Saved entries:
Start of Block

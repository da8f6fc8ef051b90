use anyhow::{Context, bail};
use tracing::{info, warn};

use marquee_crypto::password::HashCost;
use marquee_db::{DataError, Database, DbConfig};
use marquee_types::models::{PERMISSION_CATALOG, User};
use marquee_types::validation::validate_user;
use marquee_types::validator::Validator;

struct AdminAccount {
    name: String,
    email: String,
    password: String,
}

impl AdminAccount {
    /// All three `MARQUEE_ADMIN_*` variables, or none when any is unset.
    fn from_env() -> Option<Self> {
        Some(Self {
            name: std::env::var("MARQUEE_ADMIN_NAME").ok()?,
            email: std::env::var("MARQUEE_ADMIN_EMAIL").ok()?,
            password: std::env::var("MARQUEE_ADMIN_PASSWORD").ok()?,
        })
    }
}

#[tokio::main]
async fn main() -> anyhow::Result<()> {
    // Load .env if present
    let _ = dotenvy::dotenv();

    // Init logging
    tracing_subscriber::fmt()
        .with_env_filter(
            tracing_subscriber::EnvFilter::try_from_default_env()
                .unwrap_or_else(|_| "marquee=debug".into()),
        )
        .init();

    // Init database (creates the schema and seeds the catalog)
    let config = DbConfig::from_env();
    let db = Database::open(&config)
        .with_context(|| format!("opening {}", config.path.display()))?;
    db.ping().await.context("database did not answer")?;

    let (connections, idle) = db.pool_state();
    info!(connections, idle, timeout = ?db.query_timeout(), "Database ready");

    let Some(admin) = AdminAccount::from_env() else {
        info!("MARQUEE_ADMIN_* not set, skipping admin account");
        return Ok(());
    };

    let user = ensure_admin(&db, admin).await?;
    let report = db.add_permissions_for_user(user.id, PERMISSION_CATALOG).await?;
    info!(user_id = user.id, granted = ?report.granted, "Admin permissions granted");
    if !report.is_complete() {
        warn!(unknown = ?report.unknown, "Catalog codes missing from database");
    }

    Ok(())
}

/// Create the admin account, or load it when the email is already taken.
async fn ensure_admin(db: &Database, admin: AdminAccount) -> anyhow::Result<User> {
    let mut user = User::new(admin.name, admin.email);
    user.activated = true;
    user.password
        .set_with_cost(&admin.password, &HashCost::from_env())
        .context("hashing admin password")?;

    let mut v = Validator::new();
    validate_user(&mut v, &user);
    if !v.valid() {
        for (field, message) in v.errors() {
            warn!(field = %field, "{message}");
        }
        bail!("admin account is invalid");
    }

    match db.insert_user(&mut user).await {
        Ok(()) => {
            info!(user_id = user.id, email = %user.email, "Admin account created");
            Ok(user)
        }
        Err(DataError::DuplicateEmail) => {
            let existing = db.get_user_by_email(&user.email).await?;
            info!(user_id = existing.id, email = %existing.email, "Admin account already exists");
            Ok(existing)
        }
        Err(e) => Err(e.into()),
    }
}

End of Block

> **EXERCISE GOAL**
Transcribe all the entries, keeping each one exactly as it is.

> **EXERCISE OUTPUT**
repository da8f6fc8ef051b90
use anyhow::{Context, bail};
use tracing::{info, warn};

use marquee_crypto::password::HashCost;
use marquee_db::{DataError, Database, DbConfig};
use marquee_types::models::{PERMISSION_CATALOG, User};
use marquee_types::validation::validate_user;
use marquee_types::validator::Validator;

struct AdminAccount {
    name: String,
    email: String,
    password: String,
}

impl AdminAccount {
    /// All three `MARQUEE_ADMIN_*` variables, or none when any is unset.
    fn from_env() -> Option<Self> {
        Some(Self {
            name: std::env::var("MARQUEE_ADMIN_NAME").ok()?,
            email: std::env::var("MARQUEE_ADMIN_EMAIL").ok()?,
            password: std::env::var("MARQUEE_ADMIN_PASSWORD").ok()?,
        })
    }
}

#[tokio::main]
async fn main() -> anyhow::Result<()> {
    // Load .env if present
    let _ = dotenvy::dotenv();

    // Init logging
    tracing_subscriber::fmt()
        .with_env_filter(
            tracing_subscriber::EnvFilter::try_from_default_env()
                .unwrap_or_else(|_| "marquee=debug".into()),
        )
        .init();

    // Init database (creates the schema and seeds the catalog)
    let config = DbConfig::from_env();
    let db = Database::open(&config)
        .with_context(|| format!("opening {}", config.path.display()))?;
    db.ping().await.context("database did not answer")?;

    let (connections, idle) = db.pool_state();
    info!(connections, idle, timeout = ?db.query_timeout(), "Database ready");

    let Some(admin) = AdminAccount::from_env() else {
        info!("MARQUEE_ADMIN_* not set, skipping admin account");
        return Ok(());
    };

    let user = ensure_admin(&db, admin).await?;
    let report = db.add_permissions_for_user(user.id, PERMISSION_CATALOG).await?;
    info!(user_id = user.id, granted = ?report.granted, "Admin permissions granted");
    if !report.is_complete() {
        warn!(unknown = ?report.unknown, "Catalog codes missing from database");
    }

    Ok(())
}

/// Create the admin account, or load it when the email is already taken.
async fn ensure_admin(db: &Database, admin: AdminAccount) -> anyhow::Result<User> {
    let mut user = User::new(admin.name, admin.email);
    user.activated = true;
    user.password
        .set_with_cost(&admin.password, &HashCost::from_env())
        .context("hashing admin password")?;

    let mut v = Validator::new();
    validate_user(&mut v, &user);
    if !v.valid() {
        for (field, message) in v.errors() {
            warn!(field = %field, "{message}");
        }
        bail!("admin account is invalid");
    }

    match db.insert_user(&mut user).await {
        Ok(()) => {
            info!(user_id = user.id, email = %user.email, "Admin account created");
            Ok(user)
        }
        Err(DataError::DuplicateEmail) => {
            let existing = db.get_user_by_email(&user.email).await?;
            info!(user_id = existing.id, email = %existing.email, "Admin account already exists");
            Ok(existing)
        }
        Err(e) => Err(e.into()),
    }
}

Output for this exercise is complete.